I want to have oversea job in Canada hereby I am writing you.I have 9 years experience in Banking Sector.Finally, I worked in Bank at Kyiv Ukraine nearly 1.5 years therefore I have oversea market and sales experience.I gratuaded from universty 1999 Dokuz Eylul University, Bachelor of Business Administration, Izmir, Turkey.I can speak English and basic Russia.As I said I want to move Canada.
What is your suggestion and oppinion?What should I do and What is my chance?
Thanks


----------



## sunnyliverpool (Sep 3, 2009)

Hi Elvuc,

I too am looking to move to Toronto/GTA and am looking for a sales/customer service role in Banking/Finance Sector there. Pls let me know if you get any leads and I too will do the same.

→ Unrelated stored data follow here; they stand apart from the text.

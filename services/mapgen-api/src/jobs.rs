//! Render job manager.
//!
//! Identical requests (same options, same style) share one job. The job
//! table maps a content key to the running job and the number of callers
//! waiting on it. Every read-modify-write of the table happens under one
//! lock, so two identical requests can never both start a job.
//!
//! A job runs as its own task and removes itself from the table when it
//! settles, whatever the outcome. A caller going away only cancels the job
//! when it was the last one waiting.

use std::collections::HashMap;
use std::sync::atomic::{AtomicU64, Ordering};
use std::sync::{Arc, Mutex, MutexGuard, PoisonError};
use std::time::Duration;

use futures::future::{BoxFuture, FutureExt, Shared};
use mapgen_common::{job_key, MapGenError, MapGenResult, RenderConfig, RenderOptions, StyleDocument};
use renderer::{compute_world_file, plan, EngineError};
use thiserror::Error;
use tokio_util::sync::CancellationToken;
use tracing::{debug, error, info, warn};

use crate::assembler::{assemble, AssembleError};
use crate::metrics::{self, Timer};
use crate::pool::PoolError;
use crate::registry::PoolRegistry;

/// A finished render.
#[derive(Debug)]
pub struct RenderResult {
    /// RGBA8 pixels, row-major
    pub pixels: Vec<u8>,
    pub width: u32,
    pub height: u32,
    /// World file for the image, `a|0|0|e|x|y|`
    pub world_file: String,
    pub tiles: usize,
}

/// Why a job failed.
#[derive(Debug, Clone, Error, PartialEq, Eq)]
pub enum JobFailure {
    #[error("engine initialization failed: {0}")]
    EngineInit(String),

    #[error("render failed: {0}")]
    Render(String),

    /// The engine reported an unrecoverable fault and its pool was discarded.
    #[error("renderer pool fault: {0}")]
    PoolFault(String),
}

/// Why a job was cancelled.
#[derive(Debug, Clone, Copy, PartialEq, Eq)]
pub enum CancelReason {
    /// Every caller waiting on the job went away.
    ClientGone,
    TimedOut,
    Shutdown,
}

/// Terminal state of a job, shared by every caller waiting on it.
#[derive(Debug, Clone)]
pub enum JobOutcome {
    Success(Arc<RenderResult>),
    Failure(JobFailure),
    Cancelled(CancelReason),
}

impl JobOutcome {
    /// Label used for metrics and logs.
    pub fn label(&self) -> &'static str {
        match self {
            JobOutcome::Success(_) => "success",
            JobOutcome::Failure(JobFailure::EngineInit(_)) => "engine_init_failed",
            JobOutcome::Failure(JobFailure::Render(_)) => "render_failed",
            JobOutcome::Failure(JobFailure::PoolFault(_)) => "pool_fault",
            JobOutcome::Cancelled(CancelReason::ClientGone) => "cancelled",
            JobOutcome::Cancelled(CancelReason::TimedOut) => "timeout",
            JobOutcome::Cancelled(CancelReason::Shutdown) => "shutdown",
        }
    }

    pub fn into_result(self) -> MapGenResult<Arc<RenderResult>> {
        match self {
            JobOutcome::Success(result) => Ok(result),
            JobOutcome::Failure(JobFailure::EngineInit(msg)) => Err(MapGenError::EngineInit(msg)),
            JobOutcome::Failure(JobFailure::Render(msg)) => Err(MapGenError::RenderError(msg)),
            JobOutcome::Failure(JobFailure::PoolFault(msg)) => Err(MapGenError::PoolFault(msg)),
            JobOutcome::Cancelled(CancelReason::ClientGone) => Err(MapGenError::Cancelled),
            JobOutcome::Cancelled(CancelReason::TimedOut) => Err(MapGenError::Timeout),
            JobOutcome::Cancelled(CancelReason::Shutdown) => Err(MapGenError::ShuttingDown),
        }
    }
}

type SharedOutcome = Shared<BoxFuture<'static, JobOutcome>>;

struct JobEntry {
    id: u64,
    outcome: SharedOutcome,
    clients: usize,
    cancel: CancellationToken,
}

/// Process-wide job table.
pub struct JobManager {
    registry: Arc<PoolRegistry>,
    config: RenderConfig,
    table: Mutex<HashMap<String, JobEntry>>,
    shutdown: CancellationToken,
    next_id: AtomicU64,
}

impl JobManager {
    pub fn new(registry: Arc<PoolRegistry>, config: RenderConfig) -> Arc<Self> {
        Arc::new(Self {
            registry,
            config,
            table: Mutex::new(HashMap::new()),
            shutdown: CancellationToken::new(),
            next_id: AtomicU64::new(1),
        })
    }

    fn lock(&self) -> MutexGuard<'_, HashMap<String, JobEntry>> {
        self.table.lock().unwrap_or_else(PoisonError::into_inner)
    }

    pub fn registry(&self) -> &Arc<PoolRegistry> {
        &self.registry
    }

    pub fn config(&self) -> &RenderConfig {
        &self.config
    }

    /// Jobs currently in the table.
    pub fn active_jobs(&self) -> usize {
        self.lock().len()
    }

    /// Callers currently waiting on the job for `key`.
    pub fn subscribers(&self, key: &str) -> Option<usize> {
        self.lock().get(key).map(|entry| entry.clients)
    }

    pub fn is_shutting_down(&self) -> bool {
        self.shutdown.is_cancelled()
    }

    /// Render `options` with `style`, joining an identical job if one is running.
    ///
    /// Dropping the returned future detaches this caller; if it was the last
    /// caller, the job is cancelled.
    pub async fn submit(self: &Arc<Self>, options: RenderOptions, style: Arc<StyleDocument>) -> JobOutcome {
        if self.shutdown.is_cancelled() {
            return JobOutcome::Cancelled(CancelReason::Shutdown);
        }

        let key = job_key(&options, &style);
        let (outcome, subscription) = self.subscribe(key, options, style);
        let result = outcome.await;
        drop(subscription);
        result
    }

    /// Like [`submit`](Self::submit), but the caller can also give up through
    /// `client`. A caller that gives up gets [`CancelReason::ClientGone`].
    pub async fn submit_cancellable(
        self: &Arc<Self>,
        options: RenderOptions,
        style: Arc<StyleDocument>,
        client: &CancellationToken,
    ) -> JobOutcome {
        tokio::select! {
            outcome = self.submit(options, style) => outcome,
            _ = client.cancelled() => JobOutcome::Cancelled(CancelReason::ClientGone),
        }
    }

    fn subscribe(
        self: &Arc<Self>,
        key: String,
        options: RenderOptions,
        style: Arc<StyleDocument>,
    ) -> (SharedOutcome, Subscription) {
        let mut table = self.lock();

        if let Some(entry) = table.get_mut(&key) {
            // A job whose last caller left is finishing its cancellation;
            // it must not be joined.
            if !entry.cancel.is_cancelled() {
                entry.clients += 1;
                metrics::record_job_deduplicated();
                debug!(job_key = %short(&key), clients = entry.clients, "Joined running job");
                let subscription = Subscription {
                    manager: self.clone(),
                    key: key.clone(),
                    id: entry.id,
                };
                return (entry.outcome.clone(), subscription);
            }
        }

        let id = self.next_id.fetch_add(1, Ordering::Relaxed);
        let cancel = self.shutdown.child_token();
        let handle = tokio::spawn(self.clone().run_job(key.clone(), id, options, style, cancel.clone()));
        let outcome = async move {
            match handle.await {
                Ok(outcome) => outcome,
                Err(e) => {
                    error!(error = %e, "Render job task failed");
                    JobOutcome::Failure(JobFailure::Render(format!("job task failed: {}", e)))
                }
            }
        }
        .boxed()
        .shared();

        table.insert(
            key.clone(),
            JobEntry {
                id,
                outcome: outcome.clone(),
                clients: 1,
                cancel,
            },
        );
        metrics::record_job_started();

        (outcome, Subscription { manager: self.clone(), key, id })
    }

    async fn run_job(
        self: Arc<Self>,
        key: String,
        id: u64,
        options: RenderOptions,
        style: Arc<StyleDocument>,
        cancel: CancellationToken,
    ) -> JobOutcome {
        let _entry = TableEntry {
            manager: &self,
            key: &key,
            id,
        };
        let timer = Timer::start();

        let outcome = match tokio::time::timeout(
            self.config.render_timeout(),
            self.execute(&options, &style, &cancel),
        )
        .await
        {
            Ok(outcome) => outcome,
            Err(_) => {
                cancel.cancel();
                warn!(
                    job_key = %short(&key),
                    timeout_ms = self.config.render_timeout_ms,
                    "Render job timed out"
                );
                JobOutcome::Cancelled(CancelReason::TimedOut)
            }
        };

        metrics::record_job_finished(outcome.label(), &timer);
        match &outcome {
            JobOutcome::Success(result) => info!(
                job_key = %short(&key),
                width = result.width,
                height = result.height,
                tiles = result.tiles,
                elapsed_ms = timer.elapsed_ms(),
                "Render job finished"
            ),
            JobOutcome::Failure(failure) => warn!(
                job_key = %short(&key),
                error = %failure,
                elapsed_ms = timer.elapsed_ms(),
                "Render job failed"
            ),
            JobOutcome::Cancelled(CancelReason::TimedOut) => {}
            JobOutcome::Cancelled(reason) => info!(
                job_key = %short(&key),
                reason = ?reason,
                elapsed_ms = timer.elapsed_ms(),
                "Render job cancelled"
            ),
        }
        outcome
    }

    async fn execute(
        &self,
        options: &RenderOptions,
        style: &Arc<StyleDocument>,
        cancel: &CancellationToken,
    ) -> JobOutcome {
        let plan = match plan(options, self.config.max_tile_size) {
            Ok(plan) => plan,
            Err(e) => return JobOutcome::Failure(JobFailure::Render(e.to_string())),
        };
        debug!(
            tiles_x = plan.tile_count_x,
            tiles_y = plan.tile_count_y,
            output_width = plan.output_width,
            output_height = plan.output_height,
            "Planned render"
        );

        let pool = match self.registry.get_or_create(style, options.scale) {
            Ok(pool) => pool,
            Err(_) => return JobOutcome::Cancelled(CancelReason::Shutdown),
        };

        match assemble(&plan, options, &pool, cancel).await {
            Ok(image) => JobOutcome::Success(Arc::new(RenderResult {
                width: image.width(),
                height: image.height(),
                pixels: image.into_bytes(),
                world_file: compute_world_file(&plan),
                tiles: plan.tile_count(),
            })),
            Err(AssembleError::Cancelled) => JobOutcome::Cancelled(self.cancel_reason()),
            Err(AssembleError::Pool(PoolError::Drained)) => {
                if self.shutdown.is_cancelled() {
                    JobOutcome::Cancelled(CancelReason::Shutdown)
                } else {
                    JobOutcome::Failure(JobFailure::PoolFault("renderer pool was drained".to_string()))
                }
            }
            Err(AssembleError::Pool(PoolError::EngineInit(msg))) => JobOutcome::Failure(JobFailure::EngineInit(msg)),
            Err(AssembleError::Engine(EngineError::Fatal(msg))) => {
                self.registry.discard(&pool);
                JobOutcome::Failure(JobFailure::PoolFault(msg))
            }
            Err(AssembleError::Engine(EngineError::Init(msg))) => JobOutcome::Failure(JobFailure::EngineInit(msg)),
            Err(AssembleError::Engine(EngineError::Render(msg))) => JobOutcome::Failure(JobFailure::Render(msg)),
            Err(e @ (AssembleError::Raster(_) | AssembleError::Task(_))) => {
                JobOutcome::Failure(JobFailure::Render(e.to_string()))
            }
        }
    }

    fn cancel_reason(&self) -> CancelReason {
        if self.shutdown.is_cancelled() {
            CancelReason::Shutdown
        } else {
            CancelReason::ClientGone
        }
    }

    /// Cancel every job, wait up to `grace` for them to settle, then drain
    /// all pools. New submissions resolve as [`CancelReason::Shutdown`].
    pub async fn shutdown(&self, grace: Duration) {
        let jobs = self.active_jobs();
        info!(jobs, "Shutting down render jobs");
        self.shutdown.cancel();

        let deadline = tokio::time::Instant::now() + grace;
        while self.active_jobs() > 0 && tokio::time::Instant::now() < deadline {
            tokio::time::sleep(Duration::from_millis(10)).await;
        }

        let destroyed = self.registry.drain_all();
        info!(
            remaining_jobs = self.active_jobs(),
            destroyed, "Render jobs shut down"
        );
    }
}

/// One caller waiting on a job. Dropping it detaches the caller.
struct Subscription {
    manager: Arc<JobManager>,
    key: String,
    id: u64,
}

impl Drop for Subscription {
    fn drop(&mut self) {
        let mut table = self.manager.lock();
        // The job may already have settled and been replaced.
        if let Some(entry) = table.get_mut(&self.key).filter(|entry| entry.id == self.id) {
            entry.clients -= 1;
            if entry.clients == 0 {
                entry.cancel.cancel();
                debug!(job_key = %short(&self.key), "Last caller left, cancelling job");
            }
        }
    }
}

/// Removes a job's table entry when the job task ends, however it ends.
struct TableEntry<'a> {
    manager: &'a JobManager,
    key: &'a str,
    id: u64,
}

impl Drop for TableEntry<'_> {
    fn drop(&mut self) {
        let mut table = self.manager.lock();
        if table.get(self.key).map_or(false, |entry| entry.id == self.id) {
            table.remove(self.key);
        }
    }
}

fn short(key: &str) -> &str {
    &key[..key.len().min(12)]
}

Good Luck in your job search!!

Regards,
Kedar



elvuc said:


> I want to have oversea job in Canada hereby I am writing you.I have 9 years experience in Banking Sector.Finally, I worked in Bank at Kyiv Ukraine nearly 1.5 years therefore I have oversea market and sales experience.I gratuaded from universty 1999 Dokuz Eylul University, Bachelor of Business Administration, Izmir, Turkey.I can speak English and basic Russia.As I said I want to move Canada.
> What is your suggestion and oppinion?What should I do and What is my chance?
> Thanks


----------



## elvuc (Dec 23, 2009)

Hello Kedar,
Thanks your kind wishes. If I have any information regarding this issue I will inform you.
Also Good Luck to you





sunnyliverpool said:


> Hi Elvuc,
> 
> I too am looking to move to Toronto/GTA and am looking for a sales/customer service role in Banking/Finance Sector there. Pls let me know if you get any leads and I too will do the same.
> 
> ...


----------